Following the explosion, Dennis spent eight months in the hospital, where he endured 50 surgeries. “I had skin graft after skin graft, and significant reconstructive work. As soon as my mind would clear from the anesthesia, I’d be on my way back to the operating room. That’s all I did. This certainly wasn’t part of my 14-year-old plan. I was going to be a baseball player. This was a serious inconvenience for me—to go from playing ball and running up and down the street with my friends to endless surgeries and months in a hospital bed.”

Today Dennis is executive director of the Georgia Firefighters Burn Foundation.1 He and the foundation help burn survivors in their recovery and provide fire safety education to prevent others from experiencing the traumatic event of a burn injury.

GIVE THANKS

Every day for a week, write down five things for which you are grateful. Observe how it makes you feel.

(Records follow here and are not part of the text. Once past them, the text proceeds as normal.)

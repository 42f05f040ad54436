//! Email sink using SMTP (STARTTLS).

use async_trait::async_trait;
use lettre::message::{header::ContentType, Mailbox, MultiPart, SinglePart};
use lettre::transport::smtp::authentication::Credentials;
use lettre::{AsyncSmtpTransport, AsyncTransport, Message, Tokio1Executor};
use std::fmt::Write;

use super::LeadSink;
use crate::error::SinkError;
use crate::source::Lead;

/// Default SMTP host.
pub const DEFAULT_SMTP_HOST: &str = "smtp.gmail.com";

/// Default SMTP port (STARTTLS).
pub const DEFAULT_SMTP_PORT: u16 = 587;

/// SMTP settings for the email sink.
#[derive(Debug, Clone)]
pub struct EmailConfig {
    /// SMTP server hostname.
    pub smtp_host: String,
    /// SMTP server port.
    pub smtp_port: u16,
    /// SMTP username.
    pub smtp_username: String,
    /// SMTP password (app password for Gmail).
    pub smtp_password: String,
    /// Recipient email address.
    pub to_email: String,
    /// Sender email address (usually same as username).
    pub from_email: String,
}

impl EmailConfig {
    /// Create configuration from environment variables.
    ///
    /// # Required Environment Variables
    /// - `SMTP_USERNAME`
    /// - `SMTP_PASSWORD`
    ///
    /// # Optional Environment Variables
    /// - `LEADWATCH_TO_EMAIL`: Recipient (default: `SMTP_USERNAME`)
    /// - `SMTP_HOST`: default smtp.gmail.com
    /// - `SMTP_PORT`: default 587
    pub fn from_env() -> Result<Self, SinkError> {
        let smtp_username = std::env::var("SMTP_USERNAME")
            .map_err(|_| SinkError::NotConfigured("SMTP_USERNAME not set".to_string()))?;
        let smtp_password = std::env::var("SMTP_PASSWORD")
            .map_err(|_| SinkError::NotConfigured("SMTP_PASSWORD not set".to_string()))?;

        let to_email = std::env::var("LEADWATCH_TO_EMAIL").unwrap_or_else(|_| smtp_username.clone());
        let smtp_host = std::env::var("SMTP_HOST").unwrap_or_else(|_| DEFAULT_SMTP_HOST.to_string());
        let smtp_port = std::env::var("SMTP_PORT")
            .ok()
            .and_then(|v| v.parse().ok())
            .unwrap_or(DEFAULT_SMTP_PORT);

        Ok(Self {
            smtp_host,
            smtp_port,
            smtp_username: smtp_username.clone(),
            smtp_password,
            to_email,
            from_email: smtp_username,
        })
    }
}

/// Emails one summary per run.
pub struct EmailSink {
    config: EmailConfig,
}

impl EmailSink {
    #[must_use]
    pub const fn new(config: EmailConfig) -> Self {
        Self { config }
    }

    /// Create from environment variables.
    pub fn from_env() -> Result<Self, SinkError> {
        Ok(Self::new(EmailConfig::from_env()?))
    }

    fn subject(leads: &[Lead]) -> String {
        format!(
            "leadwatch: {} new lead{} ({})",
            leads.len(),
            if leads.len() == 1 { "" } else { "s" },
            chrono::Utc::now().format("%Y-%m-%d")
        )
    }

    fn render_text(leads: &[Lead]) -> String {
        let mut text = String::from("New matches found:\n\n");
        for lead in leads {
            let _ = writeln!(text, "[r/{}] {}\n{}\n", lead.source, lead.title, lead.url);
        }
        text
    }

    fn render_html(leads: &[Lead]) -> String {
        let mut html = String::from(
            "<!DOCTYPE html>\n<html>\n<body style=\"font-family: sans-serif;\">\n<h2>New matches found</h2>\n<ul>\n",
        );
        for lead in leads {
            let _ = writeln!(
                html,
                "<li><strong>r/{}</strong>: <a href=\"{}\">{}</a></li>",
                escape_html(&lead.source),
                escape_html(&lead.url),
                escape_html(&lead.title)
            );
        }
        html.push_str("</ul>\n</body>\n</html>\n");
        html
    }
}

fn escape_html(s: &str) -> String {
    s.replace('&', "&amp;")
        .replace('<', "&lt;")
        .replace('>', "&gt;")
        .replace('"', "&quot;")
}

#[async_trait]
impl LeadSink for EmailSink {
    fn name(&self) -> &'static str {
        "email"
    }

    async fn deliver(&self, leads: &[Lead]) -> Result<(), SinkError> {
        if leads.is_empty() {
            tracing::debug!("No leads, skipping email");
            return Ok(());
        }

        let from: Mailbox = self
            .config
            .from_email
            .parse()
            .map_err(|e| SinkError::Email(format!("invalid from address: {e}")))?;
        let to: Mailbox = self
            .config
            .to_email
            .parse()
            .map_err(|e| SinkError::Email(format!("invalid to address: {e}")))?;

        let subject = Self::subject(leads);
        let email = Message::builder()
            .from(from)
            .to(to)
            .subject(subject.as_str())
            .multipart(
                MultiPart::alternative()
                    .singlepart(
                        SinglePart::builder()
                            .header(ContentType::TEXT_PLAIN)
                            .body(Self::render_text(leads)),
                    )
                    .singlepart(
                        SinglePart::builder()
                            .header(ContentType::TEXT_HTML)
                            .body(Self::render_html(leads)),
                    ),
            )
            .map_err(|e| SinkError::Email(format!("failed to build message: {e}")))?;

        let creds = Credentials::new(
            self.config.smtp_username.clone(),
            self.config.smtp_password.clone(),
        );

        let mailer: AsyncSmtpTransport<Tokio1Executor> =
            AsyncSmtpTransport::<Tokio1Executor>::starttls_relay(&self.config.smtp_host)
                .map_err(|e| SinkError::Email(format!("failed to create SMTP transport: {e}")))?
                .port(self.config.smtp_port)
                .credentials(creds)
                .build();

        mailer
            .send(email)
            .await
            .map_err(|e| SinkError::Email(format!("SMTP send failed: {e}")))?;

        tracing::info!(to = %self.config.to_email, subject = %subject, "Email sent");
        Ok(())
    }
}

#[cfg(test)]
mod tests {
    use super::*;

    fn leads() -> Vec<Lead> {
        vec![Lead {
            source: "irvine".to_string(),
            title: "Buying a \"starter\" home <2025>".to_string(),
            url: "https://reddit.com/r/irvine/p1".to_string(),
        }]
    }

    #[test]
    fn test_subject_counts_leads() {
        assert!(EmailSink::subject(&leads()).starts_with("leadwatch: 1 new lead ("));
    }

    #[test]
    fn test_render_text() {
        let text = EmailSink::render_text(&leads());
        assert!(text.contains("[r/irvine] Buying a \"starter\" home <2025>"));
        assert!(text.contains("https://reddit.com/r/irvine/p1"));
    }

    #[test]
    fn test_render_html_escapes_titles() {
        let html = EmailSink::render_html(&leads());
        assert!(html.contains("Buying a &quot;starter&quot; home &lt;2025&gt;"));
        assert!(html.contains("href=\"https://reddit.com/r/irvine/p1\""));
    }
}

From Dennis’s story and the stories of the many other people whom I met and interviewed, a portrait of human prosperity had emerged—an inner richness that surpasses any other kind of wealth. Their prosperity seems to come from several essential qualities. Among them is a willingness to face challenges and setbacks, turn them into opportunities, and find meaning in the challenge. Their prosperity also stems from a willingness to take responsibility and face life creatively, to find solutions, and not to accept less than all they can give.

Like Dennis Gardin, these resourceful people know that whatever their circumstances or backgrounds may be, it’s up to no one but themselves to create their lives. They are true to their unique set of values. Like many of the people described in this book, they have the courage to discover and then to follow their individual dreams.

These people have adopted a psychology of wealth. In so doing, they have plugged into the evolutionary impulse, inherent in all human beings, to expand and grow. There is something of the seeker in these prosperous souls. Like Representative Johnny Shaw, they take a view of life that demands an appreciation of the little things. They are grateful. They take steps, and even risks, to move themselves forward. In the process, they accrue self-esteem and self-respect. And they’re persistent about it. They are willing to stand and fight. Like Senator Van de Putte, when called upon, they step up. They flow with the twists and turns in the stream of life. And like Bennie Taylor, who fought in Vietnam, they are willing to serve others, yet ask for help when they need it.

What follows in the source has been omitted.